Knowledge of how plants regulate sugar homeostasis parallels other systems: blood sugar control is central to many human health conditions of growing concern in the UK and globally (linked to another glucose-polymer glycogen). Pan-kingdom energy sensors AMPK/SNF1 affect metabolic syndrome, cancer, ageing and longevity. Fundamental knowledge of sugar-sensing, signalling and homeostasis could stimulate and synergise with other systems in medicine and healthy ageing.
International collaboration and dissemination will be substantial through existing and developing networks. Davis (PI) is a member of 4 European collaborative networks using chemical tools in organismal systems and on-going collaborative links with >15 institutions globally, including e.g. the NIH. The Co-Is have >30 national and international collaborations exploring e.g. use of RNA-seq, proteomics, metabolomics and structural methods. Research staff will benefit from specialist training in state-of-the-art tools, resources, methodologies and equipment at all sites through rotations.
Spin-out company, SugarROx, formed by Rothamsted and Oxford for crop translation of previous BBSRC-funded outputs, highlights long-term economic and social legacy to be strengthened here by complementary fundamental science.
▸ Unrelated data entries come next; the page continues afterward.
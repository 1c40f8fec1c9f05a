//! Notification adapters.
//!
//! Each adapter formats one [`ChangeRecord`] into its service's message shape
//! and posts it. [`deliver_all`] drives every adapter over every record.

mod discord;
mod telegram;

use std::time::Duration;

use bounty_core::ChangeRecord;
use monitor_logging::{monitor_info, monitor_warn};
use serde::Serialize;
use thiserror::Error;

pub use discord::{
    build_embed, Clock, DiscordNotifier, Embed, EmbedField, EmbedFooter, WebhookPayload,
};
pub use telegram::{format_message, SendMessage, TelegramNotifier, DEFAULT_TELEGRAM_API};

pub const DEFAULT_SEND_TIMEOUT: Duration = Duration::from_secs(10);

#[derive(Debug, Error)]
pub enum NotifyError {
    #[error("request failed: {0}")]
    Request(#[from] reqwest::Error),
    #[error("endpoint returned status {status}: {body}")]
    Status { status: u16, body: String },
}

#[async_trait::async_trait]
pub trait Notifier: Send + Sync {
    /// Short label used in log lines.
    fn name(&self) -> &str;

    async fn notify(&self, change: &ChangeRecord) -> Result<(), NotifyError>;
}

#[derive(Debug, Clone, Copy, PartialEq, Eq, Default)]
pub struct DeliveryReport {
    pub sent: usize,
    pub failed: usize,
}

/// Send every record through every notifier, in order, pausing `pacing`
/// between sends. A failed send is logged and does not stop the rest.
pub async fn deliver_all(
    notifiers: &[Box<dyn Notifier>],
    changes: &[ChangeRecord],
    pacing: Duration,
) -> DeliveryReport {
    let mut report = DeliveryReport::default();
    let mut first = true;

    for notifier in notifiers {
        for change in changes {
            if !first && !pacing.is_zero() {
                tokio::time::sleep(pacing).await;
            }
            first = false;

            match notifier.notify(change).await {
                Ok(()) => {
                    report.sent += 1;
                    monitor_info!(
                        "✓ {} notification sent for {}",
                        notifier.name(),
                        change.program
                    );
                }
                Err(err) => {
                    report.failed += 1;
                    monitor_warn!(
                        "✗ Error sending {} notification for {}: {}",
                        notifier.name(),
                        change.program,
                        err
                    );
                }
            }
        }
    }

    report
}

pub(crate) fn build_client() -> Result<reqwest::Client, NotifyError> {
    Ok(reqwest::Client::builder()
        .timeout(DEFAULT_SEND_TIMEOUT)
        .build()?)
}

pub(crate) async fn post_json<T: Serialize + Sync>(
    client: &reqwest::Client,
    url: &str,
    payload: &T,
) -> Result<(), NotifyError> {
    let response = client.post(url).json(payload).send().await?;

    let status = response.status();
    if !status.is_success() {
        let body = response.text().await.unwrap_or_default();
        return Err(NotifyError::Status {
            status: status.as_u16(),
            body: body.chars().take(200).collect(),
        });
    }
    Ok(())
}

/// Render at most `cap` items with `line`, then a "... and N more" line.
pub(crate) fn capped_lines<'a>(
    items: impl ExactSizeIterator<Item = &'a String>,
    cap: usize,
    line: impl Fn(&str) -> String,
) -> Vec<String> {
    let total = items.len();
    let mut lines: Vec<String> = items.take(cap).map(|item| line(item.as_str())).collect();
    if total > cap {
        lines.push(format!("... and {} more", total - cap));
    }
    lines
}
Three patents are granted/pending. In tech-transfer with Oxford University Innovations (OUI) we liaise with >200 potential partners in varying sectors incl. on-going partnerships with multi-nationals (in various fields) enabling rapid development of new opportunities. OUI are also proactive in the management of relationships with those handling IP portfolios and potential future partners. Although it is not the primary driver, programme outputs will have long-term impacts on UK agri-business and food supply chains.
The ability to 'rescue from drought' enabled by this technology will free communities in developing (& increasingly in developed) countries from vicious cycles of dependency (driven by climate change / dwindling water). It therefore, provides resilience in food systems and action on both environmental 'shock' and long-term environmental change in a manner that promotes humanitarian action by returning independence to those affected.